Distributed Replicated Block Device (DRBD) development
 help / color / mirror / Atom feed
* [Drbd-dev] too small timeout in drbdsetup
@ 2008-07-14 17:24 syrius.ml
  2008-08-04 18:37 ` syrius.ml
  0 siblings, 1 reply; 9+ messages in thread
From: syrius.ml @ 2008-07-14 17:24 UTC (permalink / raw)
  To: drbd-dev


Hi,

as previously reported here
http://thread.gmane.org/gmane.linux.kernel.drbd.devel/330 I also get
the error message.

looking at
http://git.drbd.org/?p=drbd-8.0.git;a=blob;f=user/drbdsetup.c;h=0bca7c1c773bcbd1c2ed6781062396ed15e77e9c;hb=HEAD#l1919
and
http://git.drbd.org/?p=drbd-8.2.git;a=blob;f=user/drbdsetup.c;h=3868f1a18f4cda80cad5b0b05aa6f2348755dedd;hb=HEAD

it seems the timeout is still too low (at least for me)

I've fixed my problem by increasing the timeout to 5s.

to reproduce the bug i was doing several drbdsetup disk one after the other
in a script.

(in fact the bug was first triggered by heartbeat drbd ocf script)

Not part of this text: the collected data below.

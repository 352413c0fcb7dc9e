//! Quote repository.
//!
//! Bulk inserts are idempotent (`INSERT OR IGNORE` on the (date, ticker)
//! primary key) and batched so a transaction never grows past the
//! configured payload bound. The read-heavy lookups (latest date, store
//! stats, ticker list) are cache-wrapped; every mutation invalidates
//! those namespaces before returning.

use chrono::NaiveDate;
use serde::{Deserialize, Serialize};
use sqlx::Row;
use tracing::{debug, info};

use fii_common::error::StoreError;
use fii_common::logging::channel;

use crate::parser::QuoteRecord;

use super::db::{BatchSizer, StoreHandle};

const NS_LATEST_DATE: &str = "latest_date";
const NS_STATS: &str = "stats";
const NS_LIST_TICKERS: &str = "list_tickers";

/// Aggregate store statistics.
#[derive(Debug, Clone, PartialEq, Serialize, Deserialize)]
pub struct StoreStats {
    pub rows: i64,
    pub tickers: i64,
    pub date_min: Option<NaiveDate>,
    pub date_max: Option<NaiveDate>,
}

/// Data access for the `quotes` table.
#[derive(Clone)]
pub struct QuoteRepository {
    store: StoreHandle,
    sizer: BatchSizer,
}

impl QuoteRepository {
    pub fn new(store: StoreHandle, sizer: BatchSizer) -> Self {
        Self { store, sizer }
    }

    /// Insert quote rows, ignoring (date, ticker) conflicts.
    ///
    /// Returns the number of rows actually inserted, so re-ingesting an
    /// unchanged archive reports zero. Rows are written in per-batch
    /// transactions sized by payload bytes.
    pub async fn bulk_insert(&self, records: &[QuoteRecord]) -> Result<u64, StoreError> {
        if records.is_empty() {
            return Ok(0);
        }

        let batch_size = self
            .sizer
            .batch_size(records.len(), QuoteRecord::APPROX_BYTES);
        let mut inserted = 0u64;
        let mut written = 0usize;

        for batch in records.chunks(batch_size) {
            let mut tx = self.store.pool.begin().await.map_err(StoreError::from)?;
            for record in batch {
                let result = sqlx::query(
                    r#"
                    INSERT OR IGNORE INTO quotes
                    (date, ticker, open, high, low, close, volume, trade_count, quantity)
                    VALUES (?, ?, ?, ?, ?, ?, ?, ?, ?)
                    "#,
                )
                .bind(record.trade_date)
                .bind(&record.ticker)
                .bind(record.open)
                .bind(record.high)
                .bind(record.low)
                .bind(record.close)
                .bind(record.volume)
                .bind(record.trade_count)
                .bind(record.quantity)
                .execute(&mut *tx)
                .await
                .map_err(StoreError::from)?;
                inserted += result.rows_affected();
            }
            tx.commit().await.map_err(StoreError::from)?;

            written += batch.len();
            if written % 20_000 < batch_size && records.len() > 20_000 {
                debug!(target: channel::DB, "progress: {}/{} rows written", written, records.len());
            }
        }

        self.invalidate_lookups();
        info!(
            target: channel::DB,
            "bulk insert: {} of {} rows were new (batch size {})",
            inserted,
            records.len(),
            batch_size
        );
        Ok(inserted)
    }

    /// Delete quotes with `date_from <= date <= date_to`. Returns the
    /// number of rows removed.
    pub async fn delete_range(
        &self,
        date_from: NaiveDate,
        date_to: NaiveDate,
    ) -> Result<u64, StoreError> {
        let result = sqlx::query("DELETE FROM quotes WHERE date BETWEEN ? AND ?")
            .bind(date_from)
            .bind(date_to)
            .execute(&self.store.pool)
            .await
            .map_err(StoreError::from)?;

        self.invalidate_lookups();
        info!(
            target: channel::DB,
            "removed {} quote rows in {}..{}",
            result.rows_affected(),
            date_from,
            date_to
        );
        Ok(result.rows_affected())
    }

    /// Most recent trade date in the store.
    pub async fn latest_date(&self) -> Result<Option<NaiveDate>, StoreError> {
        if let Some(cached) = self
            .store
            .cache
            .get::<Option<NaiveDate>>(NS_LATEST_DATE, "latest")
        {
            return Ok(cached);
        }

        let latest: Option<NaiveDate> = sqlx::query_scalar("SELECT MAX(date) FROM quotes")
            .fetch_one(&self.store.pool)
            .await
            .map_err(StoreError::from)?;

        self.store.cache.put(NS_LATEST_DATE, "latest", &latest);
        Ok(latest)
    }

    /// All distinct tickers, ascending.
    pub async fn list_tickers(&self) -> Result<Vec<String>, StoreError> {
        if let Some(cached) = self.store.cache.get::<Vec<String>>(NS_LIST_TICKERS, "all") {
            return Ok(cached);
        }

        let tickers: Vec<String> =
            sqlx::query_scalar("SELECT DISTINCT ticker FROM quotes ORDER BY ticker")
                .fetch_all(&self.store.pool)
                .await
                .map_err(StoreError::from)?;

        self.store.cache.put(NS_LIST_TICKERS, "all", &tickers);
        Ok(tickers)
    }

    /// Row count, distinct tickers and date bounds.
    pub async fn stats(&self) -> Result<StoreStats, StoreError> {
        if let Some(cached) = self.store.cache.get::<StoreStats>(NS_STATS, "all") {
            return Ok(cached);
        }

        let row = sqlx::query(
            "SELECT COUNT(*) AS rows, COUNT(DISTINCT ticker) AS tickers, \
             MIN(date) AS date_min, MAX(date) AS date_max FROM quotes",
        )
        .fetch_one(&self.store.pool)
        .await
        .map_err(StoreError::from)?;

        let stats = StoreStats {
            rows: row.try_get("rows").map_err(StoreError::from)?,
            tickers: row.try_get("tickers").map_err(StoreError::from)?,
            date_min: row.try_get("date_min").map_err(StoreError::from)?,
            date_max: row.try_get("date_max").map_err(StoreError::from)?,
        };

        self.store.cache.put(NS_STATS, "all", &stats);
        Ok(stats)
    }

    /// Quotes for one ticker in `[date_from, date_to]`, ascending by date.
    pub async fn query(
        &self,
        ticker: &str,
        date_from: NaiveDate,
        date_to: NaiveDate,
    ) -> Result<Vec<QuoteRecord>, StoreError> {
        let rows = sqlx::query(
            r#"
            SELECT date, ticker, open, high, low, close, volume, trade_count, quantity
            FROM quotes
            WHERE ticker = ? AND date BETWEEN ? AND ?
            ORDER BY date
            "#,
        )
        .bind(ticker)
        .bind(date_from)
        .bind(date_to)
        .fetch_all(&self.store.pool)
        .await
        .map_err(StoreError::from)?;

        rows.into_iter()
            .map(|row| {
                Ok(QuoteRecord {
                    trade_date: row.try_get("date").map_err(StoreError::from)?,
                    ticker: row.try_get("ticker").map_err(StoreError::from)?,
                    open: row.try_get("open").map_err(StoreError::from)?,
                    high: row.try_get("high").map_err(StoreError::from)?,
                    low: row.try_get("low").map_err(StoreError::from)?,
                    close: row.try_get("close").map_err(StoreError::from)?,
                    volume: row.try_get("volume").map_err(StoreError::from)?,
                    trade_count: row.try_get("trade_count").map_err(StoreError::from)?,
                    quantity: row.try_get("quantity").map_err(StoreError::from)?,
                })
            })
            .collect()
    }

    fn invalidate_lookups(&self) {
        self.store.cache.invalidate(NS_LATEST_DATE);
        self.store.cache.invalidate(NS_STATS);
        self.store.cache.invalidate(NS_LIST_TICKERS);
    }
}

#[cfg(test)]
mod tests {
    use super::super::db::connect_at;
    use super::*;
    use crate::config::BatchSettings;

    fn date(y: i32, m: u32, d: u32) -> NaiveDate {
        NaiveDate::from_ymd_opt(y, m, d).unwrap()
    }

    fn record(d: NaiveDate, ticker: &str, close: f64) -> QuoteRecord {
        QuoteRecord {
            trade_date: d,
            ticker: ticker.to_string(),
            open: close - 0.5,
            high: close + 0.5,
            low: close - 1.0,
            close,
            volume: 1000.0,
            trade_count: 10,
            quantity: 100,
        }
    }

    async fn repo() -> (QuoteRepository, tempfile::TempDir) {
        let dir = tempfile::tempdir().unwrap();
        let handle = connect_at(&dir.path().join("store.db")).await.unwrap();
        (
            QuoteRepository::new(handle, BatchSizer::new(BatchSettings::default())),
            dir,
        )
    }

    #[tokio::test]
    async fn duplicate_inserts_are_ignored() {
        let (repo, _dir) = repo().await;
        let rows = vec![
            record(date(2025, 3, 18), "ABCD11", 10.50),
            record(date(2025, 3, 18), "EFGH11", 20.00),
        ];

        assert_eq!(repo.bulk_insert(&rows).await.unwrap(), 2);
        // Re-running the same insert adds nothing
        assert_eq!(repo.bulk_insert(&rows).await.unwrap(), 0);

        let stats = repo.stats().await.unwrap();
        assert_eq!(stats.rows, 2);
        assert_eq!(stats.tickers, 2);
    }

    #[tokio::test]
    async fn delete_range_is_inclusive() {
        let (repo, _dir) = repo().await;
        repo.bulk_insert(&[
            record(date(2025, 3, 17), "ABCD11", 10.0),
            record(date(2025, 3, 18), "ABCD11", 11.0),
            record(date(2025, 3, 19), "ABCD11", 12.0),
        ])
        .await
        .unwrap();

        let deleted = repo
            .delete_range(date(2025, 3, 17), date(2025, 3, 18))
            .await
            .unwrap();
        assert_eq!(deleted, 2);

        let remaining = repo
            .query("ABCD11", date(2025, 1, 1), date(2025, 12, 31))
            .await
            .unwrap();
        assert_eq!(remaining.len(), 1);
        assert_eq!(remaining[0].trade_date, date(2025, 3, 19));
    }

    #[tokio::test]
    async fn query_is_ascending_and_filtered() {
        let (repo, _dir) = repo().await;
        repo.bulk_insert(&[
            record(date(2025, 3, 19), "ABCD11", 12.0),
            record(date(2025, 3, 17), "ABCD11", 10.0),
            record(date(2025, 3, 18), "WXYZ11", 99.0),
        ])
        .await
        .unwrap();

        let rows = repo
            .query("ABCD11", date(2025, 1, 1), date(2025, 12, 31))
            .await
            .unwrap();
        assert_eq!(rows.len(), 2);
        assert!(rows[0].trade_date < rows[1].trade_date);
        assert_eq!(rows[0].close, 10.0);
    }

    #[tokio::test]
    async fn mutations_invalidate_cached_lookups() {
        let (repo, _dir) = repo().await;
        repo.bulk_insert(&[record(date(2025, 3, 17), "ABCD11", 10.0)])
            .await
            .unwrap();

        // Warm the caches
        assert_eq!(repo.latest_date().await.unwrap(), Some(date(2025, 3, 17)));
        assert_eq!(repo.list_tickers().await.unwrap(), vec!["ABCD11"]);

        repo.bulk_insert(&[record(date(2025, 3, 18), "EFGH11", 11.0)])
            .await
            .unwrap();

        // Readers observe the new state, not the cached one
        assert_eq!(repo.latest_date().await.unwrap(), Some(date(2025, 3, 18)));
        assert_eq!(
            repo.list_tickers().await.unwrap(),
            vec!["ABCD11", "EFGH11"]
        );
    }

    #[tokio::test]
    async fn empty_store_reports_empty_stats() {
        let (repo, _dir) = repo().await;
        let stats = repo.stats().await.unwrap();
        assert_eq!(stats.rows, 0);
        assert_eq!(stats.date_min, None);
        assert_eq!(repo.latest_date().await.unwrap(), None);
    }
}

Was do you thing would be the best change to make ?
increase the timeout ?
why not using NL_TIME (12000) as other drbd_calls ?

Thanks

-- 

^ permalink raw reply	[flat|nested] 9+ messages in thread
* [Drbd-dev] too small timeout in drbdsetup
@ 2008-08-14  7:57 Jerome Martin
  2008-08-16 15:27 ` Lars Ellenberg
  0 siblings, 1 reply; 9+ messages in thread
From: Jerome Martin @ 2008-08-14  7:57 UTC (permalink / raw)
  To: drbd-dev

Hello,

I use drbd in a HA cluster environement, with at times several
drbdadm/drbdsetup commands running in parallel (notably for monitoring
drbd resources status, but also during cluster startup, nodes reboots,
etc..).

I have a drbd minor counts on each node that ranges from 2 to 10, and on
all nodes with more than 3 drbd ressources, I am experiencing very
annoying issues with that timeout.

Please note that it took me some time to realize that the fault was not
coming from my resource agents or some other faults, and I expect it to
be the same for many other users after me if this does not get changed
and/or documented on the drbd upstream packages. I of course now have to
maintain a custom drbd package in my local repository only to get the
trivial patch below in.

Philip, Lars, please consider this request seriously and give it some
thinking. I really think this is an issue that needs to be addressed
because :

1/ I concerns a usecase that is really on your target users base (HA /
clustering)
2/ It is an issue that can stay dormant for a very long time until a
user decides to add more drbds to his setup,and then bite him really
bad, even though it is now reported and trivial to fix (even though I
believe one should always perform tests before production with a bigger
scale than one's actual initial need)
3/ when being addressed by a learning cluster-admin who at the same time
needs to deal with many other different issues, even though it seems
trivial, it can be very hard to debug what's wrong when it gets
triggered
4/ It adds robustness to drbd in many usage scenarios, and I believe
this is what drbd is about: being robust. I'd be disapointed not to see
drbd go for the "safer and most robust" choices, as I guess a large
member of the users community would be.

I know you might feel I am over-emphasing this tiny little detail, but
after many talks around this on linux-ha IRC channels, plus several
support sessions given to users/developers of my own clustering OSS
project, not to mention reports I had from different people in different
usage scenarios unrelated to the above, I really feel this might have a
larger impact than one could initially imagine when looking at it
coldly. And I also fear some of the impacted people are not reporting
their experience because they lack understanding of what actually
happens, and might turn their back on a drbd-based solution for the
wrong reasons ("never got it to run stable, so dumped it" type of
story).

Note: the actual timeout value that I feel is required to solve 99.9% of
the occurences of the issue at hand is 1s, but I feel that for coherency
reasons it should be set to NL_TIME and be made configurable. But YMMV
and I see no reasons to stay on the safe side with this one.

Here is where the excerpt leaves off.